CAMBRIDGE LENT TERM begins.
St. Veronica of Milan. St. Kentigern.
The festival of St. Hilary is not, at this time, observed by the Romish church until to-morrow, but it stands in old calendars, and in Randle Holmes's Heraldry, on this day, whereon it is also placed in the English calendar. Butler says, he was born at Poictiers, became bishop of that city, was a commentator on Scrip ture, an orator, a poet, wrote against the Arians, was banished for his orthodoxy, but returned to his see, worked miracles, and died on the 13th of January, 368. Ribadeneira says, that in a certain island, uninhabitable by reason of venemous serpents, they fled from his holiness; that he put up a stake as a boundary, commanding them not to pass it, and they obeyed; that he raised a dead child to life, prayed his daughter to death, and did other astonishing things; especially after his decease, when two merchants, at their own cost and by way of venture, offered an image at his shrine, but as one begrudged the cost of his share, St. Hilary caused the image to divide from top to bottom, while being offered, keeping the one half, and rejecting the niggard's moiety. The Golden Legend says that St. Hilary also obtained his wife's death by his prayers; and that pope Leo, who was an Arian, said to him, "Thou art Hilary the cock, and not the son of a hen;" whereat Hilary said, "I am no cock, but a bishop in France;" then said the pope, "Thou art Hilary Gallus (signifying a cock) and I am Leo, judge of the papal see;" whereupon Hilary replied, "If thou be Leo, thou art not (a lion) of the tribe of Juda." After this railing the pope died, and Hilary was comforted.
She was a nun, with a desire to live always on bread and water, died in 1497, and was canonized, after her claim to sanctity was established to the satisfaction of his holiness pope Leo X.
He was bishop of Glasgow, with jurisdiction in Wales, and, according to Butler, "favoured with a wonderful gift of miracles." Bishop Patrick, in his "Devotions of the Romish Church," says, "St. Kentigern had a singular way of kindling fire, which I could never have hit upon." Being in haste to light candles for vigils, and some, who bore a spite to him, having put out all the fire in the monastery, he snatched the green bough of an hazel, blessed it, blew upon it, the bough produced a great flame, and he lighted his candles: "Whence we may conjecture," says Patrick, "that tinder-boxes are of a later invention than St. Kentigern's days."
THE LAW TERMS.
Term is derived from Terminus, the heathen god of boundaries, landmarks, and limits of time. In the early ages of Christianity the whole year was one continued term for hearing and deciding causes; but after the establishment of the Romish church, the daily dispensation of justice was prohibited by canonical authority, that the festivals might be kept holy.
Advent and Christmas occasioned the winter vacation; Lent and Easter the spring; Pentecost the third; and hay time and harvest, the long vacation between Midsummer and Michaelmas.

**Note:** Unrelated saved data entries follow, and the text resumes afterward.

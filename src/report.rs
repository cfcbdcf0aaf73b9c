//! Report Builder: aggregates a completed scan's results into a
//! neutral, serializable record. Building JSON/CSV/PDF views of this record
//! is the host's job; this module only assembles the domain aggregate.

use crate::domain::detection::DetectionResult;
use crate::domain::job::ScanCounts;
use crate::domain::qi::QuasiIdentifierGroup;
use crate::risk::RiskReport;
use chrono::{DateTime, Utc};
use serde::{Deserialize, Serialize};
use uuid::Uuid;

#[derive(Debug, Clone, Serialize, Deserialize)]
pub struct ScanReport {
    pub job_id: Uuid,
    pub connection_id: String,
    pub generated_at: DateTime<Utc>,
    pub schema_name: String,
    pub database_product_name: String,
    pub counts: ScanCounts,
    pub detection_results: Vec<DetectionResult>,
    pub qi_groups: Vec<QuasiIdentifierGroup>,
    pub risk: RiskReport,
}

pub struct ReportBuilder;

impl ReportBuilder {
    #[allow(clippy::too_many_arguments)]
    pub fn build(
        job_id: Uuid,
        connection_id: impl Into<String>,
        schema_name: impl Into<String>,
        database_product_name: impl Into<String>,
        generated_at: DateTime<Utc>,
        counts: ScanCounts,
        detection_results: Vec<DetectionResult>,
        qi_groups: Vec<QuasiIdentifierGroup>,
        risk: RiskReport,
    ) -> ScanReport {
        ScanReport {
            job_id,
            connection_id: connection_id.into(),
            generated_at,
            schema_name: schema_name.into(),
            database_product_name: database_product_name.into(),
            counts,
            detection_results,
            qi_groups,
            risk,
        }
    }
}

Each term is denominated from the festival day immediately preceding its commencement; hence we have the terms of St. Hilary, Easter, the Holy Trinity, and St. Michael.
There are in each term stated days called dies in banco (days in bank,) that is, days of appearance in the court of common bench. They are usually about a week from each other, and have reference to some Romish festival. All original writs are returnable on these days and they are therefore called the return days.
The first return in every term is, properly speaking, the first day of the term. For instance, the octave of St. Hilary, or the eighth day, inclusive, after the saint's feast, falls on the 20th of January, because his feast is on the 13th of January. On the 20th, then, the court sits to take essoigns, or excuses for non-appearance to the writ; "but," says Blackstone, "as our ancestors held it beneath the condition of a freeman to appear or to do any thing at the precise time appointed," the person summoned has three days of grace beyond the day named in the writ, and if he appear on the fourth day inclusive it is sufficient. Therefore at the beginning of each term the court does not sit for despatch of business till the fourth, or the appearance day, which is in Hilary term, for instance, on the 23rd of January. In Trinity term it does not sit till the fifth day; because the fourth falls on the great Roman catholic festival of Corpus Christi. The first appearance day therefore in each term is called the first day of the term; and the court sits till the quarto die post, or appearance day of the last return, or end of the term.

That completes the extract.